Elettrodomestici: dati in crescita per l’intero comparto – L’intenzione d’acquisto dei grandi elettrodomestici sale dal 16,9% al 21,0%, seguita da un aumento nel settore dell’elettronica di consumo (da 23,5% a 26,3%). Trend positivo anche per quanto riguarda i piccoli elettrodomestici i cui dati passano da un 28,0% ad un 28,5%. La previsione di spesa dei grandi elettrodomestici è stabile (da 706 euro a 709 euro), mentre cresce quella dell’elettronica di consumo (da 536 euro a 568 euro) e dei piccoli elettrodomestici (da 175 euro a 191 euro).

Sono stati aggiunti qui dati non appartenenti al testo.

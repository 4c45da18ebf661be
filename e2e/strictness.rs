//! E2E Test Suite 03: Parse-flag semantics, malformed input, recursion guard
//! and lazy extraction.
//!
//! - unknown fields: skipped leniently, fatal under `strict` or without
//!   `parse_unknown`
//! - strict rejection of explicitly encoded default values
//! - group wire types, oversized varints, bad bools
//! - `max_depth` failing exactly when the allowance runs out
//! - `extract_field_bytes` returning raw sub-message payloads

mod models {
    include!("models.rs");
}

use models::*;
use pbwire::codec::{Codec, DEFAULT_MAX_DEPTH};
use pbwire::error::WireError;
use pbwire::parser;
use pbwire::Bytes;

// ─────────────────────────────────────────────────────────────────────────────
// Unknown fields
// ─────────────────────────────────────────────────────────────────────────────

/// Field 1 = 7, then unknown field 99 (wire VARINT, value 42).
fn input_with_unknown_field() -> Bytes {
    Bytes::from_static(&[0x08, 0x07, 0x98, 0x06, 0x2A])
}

#[test]
fn lenient_parse_skips_unknown_fields() {
    let parsed = ONE_FIELD
        .parse(&mut input_with_unknown_field().open(), false, true, DEFAULT_MAX_DEPTH)
        .expect("lenient parse");
    assert_eq!(parsed, OneField { value: 7 });
}

#[test]
fn strict_parse_rejects_unknown_fields() {
    let err = ONE_FIELD
        .parse(&mut input_with_unknown_field().open(), true, true, DEFAULT_MAX_DEPTH)
        .unwrap_err();
    assert!(
        matches!(err, WireError::UnexpectedField(99)),
        "expected UnexpectedField(99), got {err:?}"
    );
}

#[test]
fn lenient_parse_without_opt_in_rejects_unknown_fields() {
    let err = ONE_FIELD
        .parse(&mut input_with_unknown_field().open(), false, false, DEFAULT_MAX_DEPTH)
        .unwrap_err();
    assert!(matches!(err, WireError::UnexpectedField(99)));
}

#[test]
fn strict_parse_rejects_explicit_default_values() {
    let explicit_zero = Bytes::from_static(&[0x08, 0x00]);
    let err = ONE_FIELD
        .parse(&mut explicit_zero.open(), true, false, DEFAULT_MAX_DEPTH)
        .unwrap_err();
    assert!(matches!(err, WireError::Malformed(_)));
}

// ─────────────────────────────────────────────────────────────────────────────
// Malformed input
// ─────────────────────────────────────────────────────────────────────────────

#[test]
fn group_wire_types_fail_the_parse() {
    for wire in [3u8, 4] {
        let input = Bytes::wrap(vec![(1 << 3) | wire]);
        let err = ONE_FIELD
            .parse(&mut input.open(), false, true, DEFAULT_MAX_DEPTH)
            .unwrap_err();
        assert!(matches!(err, WireError::Malformed(_)), "wire {wire}");
    }
}

#[test]
fn bool_above_one_is_malformed() {
    // Everything field 13 (bool) with value 3.
    let input = Bytes::from_static(&[0x68, 0x03]);
    let err = EVERYTHING
        .parse(&mut input.open(), false, true, DEFAULT_MAX_DEPTH)
        .unwrap_err();
    assert!(matches!(err, WireError::Malformed(_)));
}

#[test]
fn oversized_varint_is_malformed() {
    // Field 1 varint with 11 continuation bytes.
    let mut raw = vec![0x08];
    raw.extend([0x80u8; 11]);
    let err = ONE_FIELD
        .parse(&mut Bytes::wrap(raw).open(), false, true, DEFAULT_MAX_DEPTH)
        .unwrap_err();
    assert!(matches!(err, WireError::Malformed(_)));
}

#[test]
fn truncation_after_a_tag_is_fatal() {
    // Timestamp cut off inside the varint of field 1.
    let input = Bytes::from_static(&[0x08, 0xAE]);
    let err = TIMESTAMP
        .parse(&mut input.open(), false, true, DEFAULT_MAX_DEPTH)
        .unwrap_err();
    assert!(matches!(err, WireError::BufferUnderflow));
}

#[test]
fn truncated_nested_message_is_fatal() {
    // Chain field 2 announces 5 payload bytes but only 1 follows.
    let input = Bytes::from_static(&[0x12, 0x05, 0x08]);
    let err = CHAIN
        .parse(&mut input.open(), false, true, DEFAULT_MAX_DEPTH)
        .unwrap_err();
    assert!(matches!(err, WireError::BufferUnderflow));
}

// ─────────────────────────────────────────────────────────────────────────────
// Recursion guard
// ─────────────────────────────────────────────────────────────────────────────

#[test]
fn depth_33_chain_fails_with_max_depth_32() {
    let encoded = CHAIN.to_bytes(&chain_of(33)).expect("encode");
    let err = CHAIN
        .parse(&mut encoded.open(), false, true, 32)
        .unwrap_err();
    assert!(matches!(err, WireError::DepthExceeded));
}

#[test]
fn depth_32_chain_parses_with_max_depth_32() {
    let chain = chain_of(32);
    let encoded = CHAIN.to_bytes(&chain).expect("encode");
    let back = CHAIN
        .parse(&mut encoded.open(), false, true, 32)
        .expect("parse at the allowance boundary");
    assert_eq!(back, chain);
}

#[test]
fn depth_33_chain_parses_with_max_depth_33() {
    let chain = chain_of(33);
    let encoded = CHAIN.to_bytes(&chain).expect("encode");
    assert_eq!(
        CHAIN.parse(&mut encoded.open(), false, true, 33).expect("parse"),
        chain
    );
}

// ─────────────────────────────────────────────────────────────────────────────
// Lazy extraction
// ─────────────────────────────────────────────────────────────────────────────

#[test]
fn extract_returns_the_raw_sub_message_payload() {
    let m = everything_sample();
    let encoded = EVERYTHING.to_bytes(&m).expect("encode");

    let extracted = parser::extract_field_bytes(&mut encoded.open(), &EV_CREATED)
        .expect("extract")
        .expect("created is present");

    // The raw payload is exactly what the nested codec would have written,
    // and parses independently later.
    let created = m.created.unwrap();
    assert_eq!(extracted, TIMESTAMP.to_bytes(&created).unwrap());
    assert_eq!(TIMESTAMP.parse_bytes(&extracted).unwrap(), created);
}

#[test]
fn extract_of_an_absent_field_returns_none() {
    let encoded = EVERYTHING
        .to_bytes(&Everything {
            a_int32: 5,
            ..Everything::default()
        })
        .expect("encode");
    let extracted =
        parser::extract_field_bytes(&mut encoded.open(), &EV_CREATED).expect("extract");
    assert!(extracted.is_none());
}

#[test]
fn extract_rejects_repeated_and_non_delimited_fields() {
    let encoded = EVERYTHING.to_bytes(&everything_sample()).expect("encode");
    assert!(matches!(
        parser::extract_field_bytes(&mut encoded.open(), &EV_COUNTS),
        Err(WireError::InvalidArgument(_))
    ));
    assert!(matches!(
        parser::extract_field_bytes(&mut encoded.open(), &EV_INT32),
        Err(WireError::InvalidArgument(_))
    ));
}

#[test]
fn extract_returns_the_first_occurrence() {
    // Two occurrences of "created"; a lenient reader keeps the later one, the
    // lazy extractor deliberately stops at the first.
    let first = TIMESTAMP
        .to_bytes(&Timestamp {
            seconds: 1,
            nanos: 0,
        })
        .unwrap();
    let second = TIMESTAMP
        .to_bytes(&Timestamp {
            seconds: 2,
            nanos: 0,
        })
        .unwrap();
    let mut raw = Vec::new();
    for payload in [&first, &second] {
        raw.push(0x8A); // field 17, wire LEN (two-byte tag)
        raw.push(0x01);
        raw.push(payload.len() as u8);
        raw.extend_from_slice(payload.as_slice());
    }
    let extracted = parser::extract_field_bytes(&mut Bytes::wrap(raw).open(), &EV_CREATED)
        .expect("extract")
        .expect("present");
    assert_eq!(extracted, first);
}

Informatica, telefonia e fotografia: trend positivo in ogni settore. I dati relativi alla previsione d’acquisto nell’ambito della telefonia registrano un aumento che va dal 23,2% al 25,5%, così come si attesta in crescita il comparto pc ed accessori (da 20,6% a 22,1%), tablet (da 13,4% a 15,0%) e fotografia (dal 15,4% a 17,7%). L’ammontare della spesa prevista per tali acquisti risulta stabile per quanto riguarda la telefonia (da 327 euro a 331 euro) e il settore dell’informatica, dove i pc passano da 522 euro a 523 euro ed i tablet da 305 euro a 300 euro. Gli intervistati spenderanno meno per fotocamere/videocamere (da 358 euro a 350 euro).

I veicoli: aumenta l’intenzione di acquistare automobili nuove e motocicli – Si registrano dati positivi in relazione all’acquisto di automobili nuove (dal 14,2% al 16,1%) e motocicli (dal 7,1% al 8,5%); stabile invece il settore dell’usato (9,4%). Gli intervistati spenderanno mediamente meno per l’acquisto di motocicli (da 3.699 euro a 3.602 euro), mentre è destinato a crescere nei prossimi mesi il budget destinato all’acquisto di auto (da 19.239 euro a 19.458 euro per le automobili nuove, da 7.266 euro a 7.291 euro per quelle usate).

Casa e arredamento: trend positivo per il settore immobiliare. Leggera flessione nella spesa per l’acquisto di mobili – Il campione si dimostra più propenso ad acquistare casa/appartamento (da 18,8% a 19,3%) e mobili (dal 5,7% al 6,3%), che registrano però un calo nell’ammontare della spesa media prevista (da 1.706 euro a 1.685 euro). Diminuiscono anche i progetti di ristrutturazione di case/appartamenti (da 12,3% a 11,6%).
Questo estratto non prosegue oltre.